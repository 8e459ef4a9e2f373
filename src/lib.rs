//! Midnight Honey: procedural swung jazz groove with a lyric/chord sheet.
//!
//! The look-ahead scheduler, rhythm section and mixer live here.
//! The CLI consumes this crate.

pub mod clock;
pub mod config;
pub mod engine;
pub mod log;
pub mod player;
pub mod rhythm;
pub mod session;
pub mod sheet;
pub mod song;
pub mod swing;
pub mod voice;
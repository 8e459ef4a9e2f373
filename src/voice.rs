//! Synthesis primitives: oscillators, gain envelopes and noise bursts.
//!
//! A `Voice` knows its absolute start sample on the engine clock and how
//! long it lasts, so the mixer only has to ask each voice for the sample at
//! the current frame.

use crate::config::GrooveConfig;
use std::f32::consts::TAU;
use std::sync::Arc;

#[derive(Debug, Clone, Copy, PartialEq, Eq)]
pub enum Waveform {
    Sine,
    Sawtooth,
}

impl Waveform {
    /// Evaluate the waveform at `phase` in [0, 1).
    pub fn sample(&self, phase: f32) -> f32 {
        match self {
            Waveform::Sine => (phase * TAU).sin(),
            Waveform::Sawtooth => phase * 2.0 - 1.0,
        }
    }
}

/// Linear attack to `peak`, then an exponential ramp down to `floor`,
/// then hold at `floor` until the voice stops.
#[derive(Debug, Clone, Copy, PartialEq)]
pub struct Envelope {
    pub peak: f32,
    pub attack_secs: f32,
    /// Time (from voice start) at which the exponential ramp reaches `floor`.
    pub release_end_secs: f32,
    pub floor: f32,
}

impl Envelope {
    /// Plucked upright-bass shape.
    pub fn bass() -> Self {
        Envelope {
            peak: 0.45,
            attack_secs: 0.03,
            release_end_secs: 0.45,
            floor: 0.001,
        }
    }

    /// Soft chord-pad shape.
    pub fn pad() -> Self {
        Envelope {
            peak: 0.35,
            attack_secs: 0.02,
            release_end_secs: 1.8,
            floor: 0.001,
        }
    }

    /// Gain `t` seconds after the voice started.
    pub fn gain_at(&self, t: f32) -> f32 {
        if t < 0.0 {
            return 0.0;
        }
        if t < self.attack_secs {
            return self.peak * t / self.attack_secs;
        }
        let ramp = self.release_end_secs - self.attack_secs;
        if t < self.release_end_secs && ramp > 0.0 && self.peak > 0.0 {
            let progress = (t - self.attack_secs) / ramp;
            return self.peak * (self.floor / self.peak).powf(progress);
        }
        self.floor
    }
}

/// Gain stage a voice is routed through before the master gain.
#[derive(Debug, Clone, Copy, PartialEq, Eq)]
pub enum Bus {
    /// Hats and chord pads.
    Swing,
    Bass,
    Ride,
}

impl Bus {
    pub fn gain(&self, config: &GrooveConfig) -> f32 {
        match self {
            Bus::Swing => config.swing_gain,
            Bus::Bass => config.bass_gain,
            Bus::Ride => config.ride_gain,
        }
    }
}

#[derive(Debug, Clone)]
pub enum VoiceKind {
    Tone {
        waveform: Waveform,
        freq: f32,
        envelope: Envelope,
    },
    /// Pre-rendered buffer, played once.
    Noise { buffer: Arc<[f32]> },
}

#[derive(Debug, Clone)]
pub struct Voice {
    pub kind: VoiceKind,
    pub bus: Bus,
    /// First sample on the engine clock.
    pub start: u64,
    /// Length in samples.
    pub len: u64,
}

impl Voice {
    /// An oscillator voice that stops `stop_secs` after `start`.
    pub fn tone(
        waveform: Waveform,
        freq: f32,
        envelope: Envelope,
        bus: Bus,
        start: u64,
        stop_secs: f32,
        sample_rate: u32,
    ) -> Self {
        Voice {
            kind: VoiceKind::Tone {
                waveform,
                freq,
                envelope,
            },
            bus,
            start,
            len: (stop_secs.max(0.0) as f64 * sample_rate as f64) as u64,
        }
    }

    /// A one-shot noise burst.
    pub fn noise(buffer: Vec<f32>, bus: Bus, start: u64) -> Self {
        let len = buffer.len() as u64;
        Voice {
            kind: VoiceKind::Noise {
                buffer: buffer.into(),
            },
            bus,
            start,
            len,
        }
    }

    /// Sample contributed at engine frame `frame`, before bus gain.
    pub fn sample_at(&self, frame: u64, sample_rate: u32) -> f32 {
        if frame < self.start || frame >= self.start + self.len {
            return 0.0;
        }
        let offset = frame - self.start;
        match &self.kind {
            VoiceKind::Tone {
                waveform,
                freq,
                envelope,
            } => {
                let t = offset as f64 / sample_rate as f64;
                let phase = (*freq as f64 * t).fract() as f32;
                waveform.sample(phase) * envelope.gain_at(t as f32)
            }
            VoiceKind::Noise { buffer } => buffer.get(offset as usize).copied().unwrap_or(0.0),
        }
    }

    /// True once `frame` is past the voice's last sample.
    pub fn is_finished(&self, frame: u64) -> bool {
        frame >= self.start + self.len
    }
}

/// White noise with an exponential fade: sample `i` is scaled by
/// `exp(-i / (len * decay))`.
pub fn noise_burst(rng: &mut fastrand::Rng, len: usize, decay: f32) -> Vec<f32> {
    let tau = (len as f32 * decay).max(f32::EPSILON);
    (0..len)
        .map(|i| (rng.f32() * 2.0 - 1.0) * (-(i as f32) / tau).exp())
        .collect()
}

▶ Exercise:
Quote verbatim the opening lines of the listing above, ending with the line where "pub mod song;" appears; include both endpoints and nothing more.

▶ Answer to the exercise:
repository 8e459ef4a9e2f373
filename src/lib.rs
//! Midnight Honey: procedural swung jazz groove with a lyric/chord sheet.
//!
//! The look-ahead scheduler, rhythm section and mixer live here.
//! The CLI consumes this crate.

pub mod clock;
pub mod config;
pub mod engine;
pub mod log;
pub mod player;
pub mod rhythm;
pub mod session;
pub mod sheet;
pub mod song;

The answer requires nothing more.